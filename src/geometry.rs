use indexmap::IndexMap;
use serde::{Deserialize, Serialize};

/// Octave dots sit this fraction of the base glyph's ink height further away
/// from the glyph than the configured gap.
pub const DOT_HEIGHT_ADJUSTMENT: f64 = 0.05;
/// Scale applied to each dot of a two-dot octave mark.
pub const DOUBLE_DOT_SCALE: f64 = 0.6;
/// Horizontal nudge applied after centering, as a fraction of the dot's width.
pub const DOT_CENTER_NUDGE: f64 = 0.8;

/// Scalar positioning parameters for dots and imported symbols.
#[derive(Debug, Clone, PartialEq, Serialize, Deserialize)]
pub struct GeometryConfig {
    pub dot_above_gap: f64,
    pub dot_below_gap: f64,
    /// Loaded and exported, but placement derives double-dot spacing from
    /// the dot height instead.
    pub dot_vertical_step: f64,
    pub dot_horizontal_center: bool,
    pub accidental_scale: f64,
    pub accidental_x_offset: f64,
    pub accidental_y_offset: f64,
    pub barline_scale: f64,
    pub ornament_scale: f64,
}

impl Default for GeometryConfig {
    fn default() -> Self {
        GeometryConfig {
            dot_above_gap: 50.0,
            dot_below_gap: 50.0,
            dot_vertical_step: 100.0,
            dot_horizontal_center: true,
            accidental_scale: 1.0,
            accidental_x_offset: 0.0,
            accidental_y_offset: 0.0,
            barline_scale: 1.0,
            ornament_scale: 1.0,
        }
    }
}

/// Hand-tuned horizontal dot corrections, as a signed fraction of the base
/// character's ink width. Positive moves right.
pub fn default_dot_nudges() -> IndexMap<char, f64> {
    IndexMap::from([
        ('2', -0.10),
        ('3', -0.17),
        ('5', -0.17),
        ('6', -0.17),
        ('4', 0.04),
        ('7', -0.04),
    ])
}

/// The geometry configuration plus the sparse per-character override maps.
#[derive(Debug, Clone, PartialEq, Serialize, Deserialize)]
pub struct GeometryTable {
    pub config: GeometryConfig,
    pub dot_nudges: IndexMap<char, f64>,
    /// Consulted before `dot_nudges`; keyed by system name.
    #[serde(default, skip_serializing_if = "IndexMap::is_empty")]
    pub system_dot_nudges: IndexMap<String, IndexMap<char, f64>>,
}

impl Default for GeometryTable {
    fn default() -> Self {
        GeometryTable {
            config: GeometryConfig::default(),
            dot_nudges: default_dot_nudges(),
            system_dot_nudges: IndexMap::new(),
        }
    }
}

impl GeometryTable {
    pub fn new(config: GeometryConfig) -> Self {
        GeometryTable {
            config,
            ..Default::default()
        }
    }

    /// The dot nudge fraction for `character`, with system overrides first.
    pub fn dot_nudge(&self, system: Option<&str>, character: char) -> f64 {
        system
            .and_then(|name| self.system_dot_nudges.get(name))
            .and_then(|nudges| nudges.get(&character))
            .or_else(|| self.dot_nudges.get(&character))
            .copied()
            .unwrap_or(0.0)
    }
}
use serde::{Deserialize, Serialize};

#[derive(Debug, PartialEq, Eq, Clone, Copy, Serialize, Deserialize)]
pub enum NodeType {
    Move,
    Line,
    OffCurve,
    Curve,
    QCurve,
}

#[derive(Debug, Clone, PartialEq, Serialize, Deserialize)]
pub struct Node {
    pub x: f64,
    pub y: f64,
    pub nodetype: NodeType,
    #[serde(default, skip_serializing_if = "std::ops::Not::not")]
    pub smooth: bool,
}

impl Node {
    fn new(x: f32, y: f32, nodetype: NodeType) -> Self {
        Node {
            x: x as f64,
            y: y as f64,
            nodetype,
            smooth: false,
        }
    }

    pub fn new_move(x: f32, y: f32) -> Self {
        Self::new(x, y, NodeType::Move)
    }

    pub fn new_line(x: f32, y: f32) -> Self {
        Self::new(x, y, NodeType::Line)
    }

    pub fn new_offcurve(x: f32, y: f32) -> Self {
        Self::new(x, y, NodeType::OffCurve)
    }

    pub fn new_curve(x: f32, y: f32) -> Self {
        Self::new(x, y, NodeType::Curve)
    }

    pub fn new_qcurve(x: f32, y: f32) -> Self {
        Self::new(x, y, NodeType::QCurve)
    }

    pub fn to_kurbo(&self) -> kurbo::Point {
        kurbo::Point::new(self.x, self.y)
    }

    /// A copy of this node moved by `transform`
    pub fn transformed(&self, transform: kurbo::Affine) -> Self {
        let point = transform * self.to_kurbo();
        Node {
            x: point.x,
            y: point.y,
            nodetype: self.nodetype,
            smooth: self.smooth,
        }
    }
}
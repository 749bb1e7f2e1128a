use std::io;
use thiserror::Error;

use crate::validator::{Drift, Violation};

fn join_lines<T: std::fmt::Display>(items: &[T]) -> String {
    items
        .iter()
        .map(|item| format!("  - {}", item))
        .collect::<Vec<_>>()
        .join("\n")
}

#[derive(Debug, Error)]
pub enum FontgenError {
    #[error("Invalid atom specification: {reason}")]
    InvalidSpec { reason: String },

    #[error("Private use area overflow: codepoint U+{requested:04X} is above the ceiling U+{ceiling:04X}")]
    AllocationOverflow { requested: u32, ceiling: u32 },

    #[error("Layout validation failed with {} violation(s):\n{}", .0.len(), join_lines(.0))]
    Validation(Vec<Violation>),

    #[error("Codepoint drift against golden snapshot in {} atom(s):\n{}", .0.len(), join_lines(.0))]
    CodepointDrift(Vec<Drift>),

    #[error("Base glyph for '{character}' ({system}) not available in the font")]
    MissingBaseGlyph { character: char, system: String },

    #[error("Overlay glyph {name} not available")]
    MissingOverlayGlyph { name: String },

    #[error("Glyph {glyph} not found")]
    GlyphNotFound { glyph: String },

    #[error("Font backend error: {0}")]
    Backend(String),

    #[error("Malformed path")]
    BadPath,

    #[error("IO Error: {0}")]
    IO(#[from] io::Error),

    #[error("Error parsing YAML: {0}")]
    Yaml(#[from] serde_yaml::Error),

    #[error("Error in JSON: {0}")]
    Json(#[from] serde_json::Error),
}

impl FontgenError {
    pub(crate) fn invalid_spec(reason: impl Into<String>) -> Self {
        FontgenError::InvalidSpec {
            reason: reason.into(),
        }
    }

    /// Whether the error only affects a single atom during materialization
    pub fn is_per_atom(&self) -> bool {
        matches!(
            self,
            FontgenError::MissingBaseGlyph { .. }
                | FontgenError::MissingOverlayGlyph { .. }
                | FontgenError::GlyphNotFound { .. }
        )
    }
}
use crate::{shape::Shape, Component, Font, FontgenError, Path};
use kurbo::Shape as KurboShape;
use serde::{Deserialize, Serialize};

/// Nested component references deeper than this are not followed.
const MAX_COMPONENT_DEPTH: usize = 32;

/// The outline of a glyph: its advance width and shapes
#[derive(Debug, Clone, Default, PartialEq, Serialize, Deserialize)]
pub struct Layer {
    pub width: f64,
    #[serde(default, skip_serializing_if = "Vec::is_empty")]
    pub shapes: Vec<Shape>,
}

impl Layer {
    pub fn new(width: f64) -> Layer {
        Layer {
            width,
            ..Default::default()
        }
    }

    pub fn components(&self) -> impl DoubleEndedIterator<Item = &Component> {
        self.shapes.iter().filter_map(|x| {
            if let Shape::Component(c) = x {
                Some(c)
            } else {
                None
            }
        })
    }

    pub fn paths(&self) -> impl DoubleEndedIterator<Item = &Path> {
        self.shapes.iter().filter_map(|x| {
            if let Shape::Path(p) = x {
                Some(p)
            } else {
                None
            }
        })
    }

    pub fn push_component(&mut self, c: Component) {
        self.shapes.push(Shape::Component(c))
    }

    pub fn has_components(&self) -> bool {
        self.shapes
            .iter()
            .any(|sh| matches!(sh, Shape::Component(_)))
    }

    /// The outlines of every component, flattened through nested references
    pub fn decomposed_components(&self, font: &Font) -> Vec<Path> {
        let mut contours = Vec::new();

        let mut stack: Vec<(&Component, kurbo::Affine, usize)> = Vec::new();
        for component in self.components() {
            stack.push((component, component.transform, 0));
            while let Some((component, transform, depth)) = stack.pop() {
                if depth >= MAX_COMPONENT_DEPTH {
                    log::warn!(
                        "Component {} nested too deeply, not decomposed",
                        component.reference
                    );
                    continue;
                }
                let referenced_glyph = match font.glyphs.get(&component.reference) {
                    Some(g) => g,
                    None => {
                        log::warn!("Component {} references a missing glyph", component.reference);
                        continue;
                    }
                };
                let outline = &referenced_glyph.layer;
                contours.extend(outline.paths().map(|contour| contour.transformed(transform)));

                // Depth-first decomposition means we need to extend the stack reversed, so
                // the first component is taken out next.
                for nested in outline.components().rev() {
                    stack.push((nested, transform * nested.transform, depth + 1));
                }
            }
        }

        contours
    }

    /// A copy of this layer with every component replaced by its outlines
    pub fn decomposed(&self, font: &Font) -> Layer {
        Layer {
            width: self.width,
            shapes: self
                .paths()
                .cloned()
                .chain(self.decomposed_components(font))
                .map(Shape::Path)
                .collect(),
        }
    }

    /// Ink bounds of the layer including its components, or `None` when it
    /// has no outlines at all.
    pub fn bounds(&self, font: &Font) -> Result<Option<kurbo::Rect>, FontgenError> {
        let decomposed;
        let layer = if self.has_components() {
            decomposed = self.decomposed(font);
            &decomposed
        } else {
            self
        };
        let paths: Result<Vec<kurbo::BezPath>, FontgenError> =
            layer.paths().map(|p| p.to_kurbo()).collect();
        Ok(paths?
            .iter()
            .map(|p| p.bounding_box())
            .reduce(|accum, item| accum.union(item)))
    }
}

#### [How to complete this task]
Quote exactly the opening line of the material above and every line after it, up to and including the line that contains "pub const DOUBLE_DOT_SCALE: f64 = 0.6;".

#### [Task output]
filename src/geometry.rs
use indexmap::IndexMap;
use serde::{Deserialize, Serialize};

/// Octave dots sit this fraction of the base glyph's ink height further away
/// from the glyph than the configured gap.
pub const DOT_HEIGHT_ADJUSTMENT: f64 = 0.05;
/// Scale applied to each dot of a two-dot octave mark.
pub const DOUBLE_DOT_SCALE: f64 = 0.6;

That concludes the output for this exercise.